▶ [Exercise details]: Look below for the line with "static_service = config.static_root.clone().map(ServeDir::new);". Extract that line and each one after it through the last, word for word.

Extracted records
※

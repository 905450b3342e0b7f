use tracing_appender::non_blocking::WorkerGuard;
use tracing_subscriber::EnvFilter;

use crate::cli::Cli;

/// Initializes the global tracing subscriber. Returns a guard that must be
/// held for the process lifetime when logging to a file, since the
/// non-blocking writer flushes on drop.
pub fn init(cli: &Cli) -> Option<WorkerGuard> {
    let env_filter = EnvFilter::try_from_default_env().unwrap_or_else(|_| EnvFilter::new("info"));

    match &cli.logfile {
        Some(path) => {
            let dir = path.parent().filter(|p| !p.as_os_str().is_empty()).unwrap_or_else(|| std::path::Path::new("."));
            let file_name = path.file_name().unwrap_or_else(|| std::ffi::OsStr::new("frontreport.log"));
            let appender = tracing_appender::rolling::never(dir, file_name);
            let (non_blocking, guard) = tracing_appender::non_blocking(appender);
            tracing_subscriber::fmt()
                .with_env_filter(env_filter)
                .json()
                .with_writer(non_blocking)
                .init();
            Some(guard)
        }
        None => {
            tracing_subscriber::fmt().with_env_filter(env_filter).json().init();
            None
        }
    }
}
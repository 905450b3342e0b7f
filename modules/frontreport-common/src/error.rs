use thiserror::Error;

/// Which side of a sourcemap fetch rejected the request.
#[derive(Debug, Clone, Copy, PartialEq, Eq)]
pub enum TrustSide {
    /// The URL itself never matched the trusted pattern.
    Client,
    /// The URL was trusted but the server answered with a redirect.
    Server,
}

impl std::fmt::Display for TrustSide {
    fn fmt(&self, f: &mut std::fmt::Formatter<'_>) -> std::fmt::Result {
        match self {
            TrustSide::Client => write!(f, "client-side: url doesn't match trusted pattern"),
            TrustSide::Server => write!(f, "server-side: redirect response refused"),
        }
    }
}

/// Failure kinds named so call sites can match on kind rather than format
/// strings.
#[derive(Debug, Error)]
pub enum FrontReportError {
    #[error("malformed report body: {0}")]
    Decode(#[from] serde_json::Error),

    #[error("service {service:?} not in whitelist")]
    WhitelistReject { service: String },

    #[error("failed to encode outbound record: {0}")]
    Encode(String),

    #[error("failed to publish batch: {0}")]
    BatchPublish(String),

    #[error("AMQP transport error: {0}")]
    BrokerTransport(String),

    #[error("sourcemap trust violation: {0}")]
    TrustViolation(TrustSide),

    #[error("failed to fetch {url}: {message}")]
    Fetch { url: String, message: String },

    #[error("no sourceMappingURL annotation found in {url}")]
    NoSourcemapAnnotation { url: String },

    #[error("startup failure: {0}")]
    Startup(String),

    #[error("graceful stop exceeded its deadline: {0}")]
    StopTimeout(String),
}

pub type Result<T> = std::result::Result<T, FrontReportError>;
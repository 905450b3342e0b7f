use std::collections::HashSet;
use std::path::PathBuf;
use std::sync::Arc;

use tower_http::services::ServeDir;

use frontreport_common::ReportSink;
use frontreport_metrics::MetricsRegistry;
use frontreport_sourcemap::Processor;

use crate::metrics::DecodeMetrics;

/// Admission-control and routing configuration for the ingestion pipeline.
#[derive(Debug, Clone, Default)]
pub struct IngestConfig {
    pub service_whitelist: HashSet<String>,
    pub domain_whitelist: HashSet<String>,
    /// Root directory served for GET requests that don't match a report
    /// route.
    pub static_root: Option<PathBuf>,
}

#[derive(Clone)]
pub struct AppState {
    pub config: Arc<IngestConfig>,
    pub sink: Arc<dyn ReportSink>,
    pub sourcemap: Arc<Processor>,
    pub decode_metrics: Arc<DecodeMetrics>,
    pub static_service: Option<ServeDir>,
}

impl AppState {
    pub fn new(
        config: IngestConfig,
        sink: Arc<dyn ReportSink>,
        sourcemap: Arc<Processor>,
        metrics_registry: &MetricsRegistry,
    ) -> Self {
        let static_service = config.static_root.clone().map(ServeDir::new);
        Self {
            config: Arc::new(config),
            sink,
            sourcemap,
            decode_metrics: Arc::new(DecodeMetrics::new(metrics_registry)),
            static_service,
        }
    }
}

※

▶ [Exercise solution]:
        let static_service = config.static_root.clone().map(ServeDir::new);
        Self {
            config: Arc::new(config),
            sink,
            sourcemap,
            decode_metrics: Arc::new(DecodeMetrics::new(metrics_registry)),
            static_service,
        }
    }
}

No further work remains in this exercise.